Posole, or pozole, is a traditional dish, found throughout the Southwest and especially New Mexico, when it is typically made and served on Feast Days, especially on New Years Day. Some Pueblos make it as a vegetarian dish while other use pork as this version does. If you want to make it as a vegetarian dish, just eliminate the meat and use vegetable stock.
Native Americans taught early Spanish their technique for drying and preserving corn as Posole or Pozole, and the Europeans in turn added the pork, making the hearty stew that became a mainstay of the subsistence diet in the borderlands.
We make posole during the cooler months, freeze the extra and heat it up during the year when you need a quick meal.

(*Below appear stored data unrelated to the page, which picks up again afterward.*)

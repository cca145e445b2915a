//! # MPAuth Domain
//!
//! Domain types shared by the payment gateway integration crates.
//!
//! This crate contains:
//! - Gateway error types and Result definitions
//! - Configuration structures
//! - Gateway endpoint constants
//! - Payment request/response models
//!
//! ## Architecture
//! - No dependencies on other MPAuth crates
//! - Only external dependencies allowed
//! - Pure domain models and data structures

pub mod config;
pub mod constants;
pub mod errors;
pub mod types;

// Re-export commonly used items
pub use config::*;
pub use errors::*;
pub use types::*;
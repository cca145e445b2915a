//! Infrastructure error conversions
//!
//! Errors from SQLite, the connection pool, HTTP and the auth core all
//! funnel into [`GatewayError`](mpauth_domain::GatewayError) through the
//! [`InfraError`] newtype.

pub mod conversions;

pub use conversions::{map_join_error, InfraError};
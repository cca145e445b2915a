//! OAuth 2.0 + PKCE token lifecycle for the payment gateway
//!
//! Issues and refreshes access tokens on behalf of many merchants that have
//! granted this application access through the gateway's authorization
//! page.
//!
//! # Architecture
//!
//! ```text
//! ┌─────────────────┐
//! │  OAuthService   │  Handshake orchestrator
//! └────────┬────────┘
//!          │
//!          ├──► StateTokenService        (signed state + verifier by state)
//!          │         │
//!          │         └──► VerifierStore  (TTL-bounded)
//!          │
//!          └──► TokenLifecycleManager    (exchange, refresh, single-flight)
//!                    │
//!                    ├──► TokenEndpoint     (GatewayOAuthClient)
//!                    ├──► TokenStore        (in-memory / durable)
//!                    └──► CredentialSource  (read on every call)
//! ```
//!
//! # Usage Example
//!
//! ```no_run
//! use std::sync::Arc;
//!
//! use mpauth_common::auth::{
//!     EnvCredentialSource, GatewayEndpoints, GatewayOAuthClient, InMemoryTokenStore,
//!     OAuthService, StateTokenService, TokenLifecycleManager, DEFAULT_HTTP_TIMEOUT,
//! };
//!
//! # async fn example() -> Result<(), mpauth_common::auth::AuthError> {
//! let client = GatewayOAuthClient::new(GatewayEndpoints::default(), DEFAULT_HTTP_TIMEOUT)?;
//! let manager = TokenLifecycleManager::new(
//!     Arc::new(client),
//!     Arc::new(InMemoryTokenStore::new()),
//!     Arc::new(EnvCredentialSource::default()),
//! );
//! let service = OAuthService::new(
//!     StateTokenService::in_memory("state-signing-key")?,
//!     Arc::new(manager),
//! );
//!
//! let request = service.start_authorization("https://shop.example/oauth/callback")?;
//! // redirect the merchant to request.url, then on callback:
//! service
//!     .complete_authorization("merchant-42", "TG-code", &request.state, "https://shop.example/oauth/callback")
//!     .await?;
//!
//! let access_token = service.get_access_token("merchant-42").await?;
//! # let _ = access_token;
//! # Ok(())
//! # }
//! ```
//!
//! # Module Organization
//!
//! - **[`pkce`]**: verifier/challenge generation
//! - **[`state`]**: signed state values and pending attempts
//! - **[`client`]**: HTTP client for the token endpoint
//! - **[`token_manager`]**: per-user token lifecycle
//! - **[`service`]**: handshake orchestrator
//! - **[`store`]**, **[`credentials`]**: default trait implementations

#[cfg(feature = "runtime")]
pub mod client;
#[cfg(feature = "runtime")]
pub mod credentials;
pub mod error;
pub mod pkce;
#[cfg(feature = "runtime")]
pub mod service;
#[cfg(feature = "runtime")]
pub mod state;
#[cfg(feature = "runtime")]
pub mod store;
#[cfg(feature = "runtime")]
pub mod token_manager;
#[cfg(feature = "runtime")]
pub mod traits;
pub mod types;

#[cfg(feature = "runtime")]
pub use client::{GatewayOAuthClient, DEFAULT_HTTP_TIMEOUT};
#[cfg(feature = "runtime")]
pub use credentials::{EnvCredentialSource, SharedCredentials};
pub use error::{AuthError, AuthResult};
pub use pkce::{generate_code_challenge, generate_code_verifier, PkcePair, DEFAULT_VERIFIER_LENGTH};
#[cfg(feature = "runtime")]
pub use service::OAuthService;
#[cfg(feature = "runtime")]
pub use state::{InMemoryVerifierStore, StateTokenService, VerifierStoreConfig};
#[cfg(feature = "runtime")]
pub use store::InMemoryTokenStore;
#[cfg(feature = "runtime")]
pub use token_manager::{TokenLifecycleManager, TokenManagerConfig};
#[cfg(feature = "runtime")]
pub use traits::{AccessTokenProvider, CredentialSource, TokenEndpoint, TokenStore, VerifierStore};
pub use types::{
    AuthorizationRequest, ClientCredentials, GatewayEndpoints, TokenRecord, TokenResponse,
};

2 – 4 Tablespoons Canola or Vegetable Oil
1-2 Pounds Pork Boston Butt, or Pork Loin Roast Trimmed of Fat and Cut into 3/4-inch Cubes
2 Large Onions, Chopped
8 Garlic Cloves, Minced (Or 2 Tablespoons of Granulated Garlic)
1 #10 Can of White Hominy (Posole)
8 Cups Chicken Stock, or More as Needed
2 – 4 Tablespoons Dried Mexican Oregano (Adjust for Taste.)

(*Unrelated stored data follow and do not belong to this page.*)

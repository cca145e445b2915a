//! Configuration loading and management
//!
//! This module provides utilities for loading gateway configuration
//! from environment variables and files.

pub mod loader;

// Re-export commonly used items
pub use loader::{load, load_from_env, load_from_file, probe_config_paths};
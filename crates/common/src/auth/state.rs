//! Signed OAuth state and pending authorization attempts
//!
//! A state value is `raw.signature` where `raw` is 32 random bytes and
//! `signature` is HMAC-SHA256 of `raw` under the configured signing key,
//! both base64url without padding. The state also keys the PKCE verifier
//! saved for the attempt until the callback completes or the TTL lapses.

use std::sync::Arc;
use std::time::Duration;

use base64::engine::general_purpose::URL_SAFE_NO_PAD;
use base64::Engine;
use hmac::{Hmac, Mac};
use moka::sync::Cache;
use rand::RngCore;
use sha2::Sha256;

use super::error::AuthError;
use super::traits::VerifierStore;

type HmacSha256 = Hmac<Sha256>;

/// Default lifetime of an authorization attempt (10 minutes)
pub const DEFAULT_STATE_TTL_SECONDS: u64 = 600;

/// Default upper bound on concurrently pending attempts
pub const DEFAULT_STATE_MAX_CAPACITY: u64 = 10_000;

const RAW_STATE_BYTES: usize = 32;

/// Verifier store configuration
#[derive(Debug, Clone)]
pub struct VerifierStoreConfig {
    /// Time after which an unused attempt is evicted
    pub ttl: Duration,

    /// Maximum number of pending attempts kept
    pub max_capacity: u64,
}

impl Default for VerifierStoreConfig {
    fn default() -> Self {
        Self {
            ttl: Duration::from_secs(DEFAULT_STATE_TTL_SECONDS),
            max_capacity: DEFAULT_STATE_MAX_CAPACITY,
        }
    }
}

impl VerifierStoreConfig {
    /// Create config with custom TTL (useful for testing)
    #[must_use]
    pub fn with_ttl(ttl: Duration) -> Self {
        Self { ttl, max_capacity: DEFAULT_STATE_MAX_CAPACITY }
    }
}

/// Process-local verifier store with time-to-live eviction
#[derive(Clone)]
pub struct InMemoryVerifierStore {
    cache: Cache<String, String>,
}

impl InMemoryVerifierStore {
    /// Create an empty store with the given TTL and capacity
    #[must_use]
    pub fn new(config: &VerifierStoreConfig) -> Self {
        tracing::debug!(
            ttl_seconds = config.ttl.as_secs(),
            max_capacity = config.max_capacity,
            "verifier store configured"
        );
        let cache = Cache::builder()
            .max_capacity(config.max_capacity)
            .time_to_live(config.ttl)
            .build();
        Self { cache }
    }
}

impl Default for InMemoryVerifierStore {
    fn default() -> Self {
        Self::new(&VerifierStoreConfig::default())
    }
}

impl VerifierStore for InMemoryVerifierStore {
    fn save(&self, state: &str, verifier: &str) {
        self.cache.insert(state.to_string(), verifier.to_string());
    }

    fn get(&self, state: &str) -> Option<String> {
        self.cache.get(state)
    }

    fn remove(&self, state: &str) {
        self.cache.invalidate(state);
    }
}

/// Issues and validates signed state values and tracks their verifiers
pub struct StateTokenService<V: VerifierStore = InMemoryVerifierStore> {
    mac: HmacSha256,
    verifiers: Arc<V>,
}

impl StateTokenService<InMemoryVerifierStore> {
    /// Service backed by a default in-memory verifier store
    ///
    /// # Errors
    /// Returns `AuthError::Config` if `signing_key` is empty.
    pub fn in_memory(signing_key: &str) -> Result<Self, AuthError> {
        Self::new(signing_key, Arc::new(InMemoryVerifierStore::default()))
    }
}

impl<V: VerifierStore> StateTokenService<V> {
    /// # Errors
    /// Returns `AuthError::Config` if `signing_key` is empty.
    pub fn new(signing_key: &str, verifiers: Arc<V>) -> Result<Self, AuthError> {
        if signing_key.is_empty() {
            return Err(AuthError::config("state signing key is not configured"));
        }
        let mac = HmacSha256::new_from_slice(signing_key.as_bytes())
            .map_err(|e| AuthError::config(format!("invalid state signing key: {e}")))?;

        Ok(Self { mac, verifiers })
    }

    /// Produce a fresh `raw.signature` state value
    #[must_use]
    pub fn generate_signed_state(&self) -> String {
        let mut raw = [0u8; RAW_STATE_BYTES];
        rand::thread_rng().fill_bytes(&mut raw);
        let raw = URL_SAFE_NO_PAD.encode(raw);

        let signature = URL_SAFE_NO_PAD.encode(self.sign(&raw));
        format!("{raw}.{signature}")
    }

    /// Check that `state` carries a valid signature for its raw part
    ///
    /// The comparison is constant-time.
    #[must_use]
    pub fn validate_signed_state(&self, state: &str) -> bool {
        let mut parts = state.split('.');
        let (Some(raw), Some(signature), None) = (parts.next(), parts.next(), parts.next()) else {
            return false;
        };

        let Ok(signature) = URL_SAFE_NO_PAD.decode(signature) else {
            return false;
        };

        let mut mac = self.mac.clone();
        mac.update(raw.as_bytes());
        mac.verify_slice(&signature).is_ok()
    }

    /// Associate a code verifier with a state value, overwriting silently
    pub fn save(&self, state: &str, verifier: &str) {
        self.verifiers.save(state, verifier);
    }

    /// Look up the verifier for `state` without consuming it
    #[must_use]
    pub fn get(&self, state: &str) -> Option<String> {
        self.verifiers.get(state)
    }

    /// Discard an attempt once its code has been exchanged
    pub fn remove(&self, state: &str) {
        self.verifiers.remove(state);
    }

    fn sign(&self, raw: &str) -> Vec<u8> {
        let mut mac = self.mac.clone();
        mac.update(raw.as_bytes());
        mac.finalize().into_bytes().to_vec()
    }
}

impl<V: VerifierStore> std::fmt::Debug for StateTokenService<V> {
    fn fmt(&self, f: &mut std::fmt::Formatter<'_>) -> std::fmt::Result {
        f.debug_struct("StateTokenService").field("signing_key", &"<redacted>").finish()
    }
}

#[cfg(test)]
mod tests {
    //! Unit tests for auth::state.
    use super::*;

    fn service() -> StateTokenService {
        StateTokenService::in_memory("test-signing-key").unwrap()
    }

    #[test]
    fn test_empty_key_is_config_error() {
        let err = StateTokenService::in_memory("").unwrap_err();
        assert!(matches!(err, AuthError::Config(_)));
    }

    #[test]
    fn test_generated_state_validates() {
        let service = service();
        for _ in 0..32 {
            let state = service.generate_signed_state();
            assert!(service.validate_signed_state(&state), "rejected {state}");
        }
    }

    #[test]
    fn test_state_shape() {
        let state = service().generate_signed_state();
        let parts: Vec<&str> = state.split('.').collect();

        assert_eq!(parts.len(), 2);
        assert_eq!(parts[0].len(), 43);
        assert_eq!(parts[1].len(), 43);
        assert!(!state.contains('+') && !state.contains('/') && !state.contains('='));
    }

    /// Validates tamper detection.
    ///
    /// Assertions:
    /// - Every single-character substitution of a signed state is rejected.
    #[test]
    fn test_single_character_mutations_rejected() {
        let service = service();
        let state = service.generate_signed_state();

        for (index, original) in state.char_indices() {
            let replacement = if original == 'A' { 'B' } else { 'A' };
            let mut mutated = state.clone();
            mutated.replace_range(index..=index, &replacement.to_string());

            assert!(!service.validate_signed_state(&mutated), "mutation at {index} accepted");
        }
    }

    #[test]
    fn test_state_signed_with_other_key_rejected() {
        let other = StateTokenService::in_memory("another-key").unwrap();
        assert!(!service().validate_signed_state(&other.generate_signed_state()));
    }

    #[test]
    fn test_malformed_states_rejected() {
        let service = service();
        let state = service.generate_signed_state();

        assert!(!service.validate_signed_state(""));
        assert!(!service.validate_signed_state("no-dot-here"));
        assert!(!service.validate_signed_state(&format!("{state}.extra")));
        assert!(!service.validate_signed_state("raw.not base64!"));
    }

    #[test]
    fn test_save_then_get_round_trip() {
        let service = service();
        let state = service.generate_signed_state();

        service.save(&state, "verifier-1");
        assert_eq!(service.get(&state).as_deref(), Some("verifier-1"));
        // get does not consume
        assert_eq!(service.get(&state).as_deref(), Some("verifier-1"));

        service.save(&state, "verifier-2");
        assert_eq!(service.get(&state).as_deref(), Some("verifier-2"));

        service.remove(&state);
        assert!(service.get(&state).is_none());
    }

    #[test]
    fn test_unknown_state_is_absent() {
        assert!(service().get("unknown").is_none());
    }

    #[test]
    fn test_attempt_expires_after_ttl() {
        let store = Arc::new(InMemoryVerifierStore::new(&VerifierStoreConfig::with_ttl(
            Duration::from_millis(50),
        )));
        let service = StateTokenService::new("k", store).unwrap();

        service.save("s", "v");
        assert_eq!(service.get("s").as_deref(), Some("v"));

        std::thread::sleep(Duration::from_millis(120));
        assert!(service.get("s").is_none());
    }
}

2 Teaspoons Sea Salt, plus More to Taste
4 Bay Leaves
1 Tablespoon Dried Thyme
2 Whole New Mexico Red Chiles (Dried or Fresh)
Lime Wedges, Sliced Green Onion Tops, Chopped Fresh Cilantro, and Grated Radish for Garnish
Warm the oil in a large, heavy saucepan or stockpot over medium heat. Add the pork, onions, and garlic and saute until the meat is lightly browned, about 10 minutes. Add the Posole, stock, oregano, bay leaves, and thyme and bring the mixture to a boil. Reduce the heat to medium-low and simmer, for I hour. Add the chiles and continue simmering for another I to I ½. hours, or until the corn is puffed and tender but still a little chewy. Add more stock if necessary to keep the mixture rather soupy.
Keep the Posole warm for up to 1 hour, and serve ladled into bowls garnished with limes, green onions, cilantro, and radish. It is also traditionally served with warm flour or corn tortillas.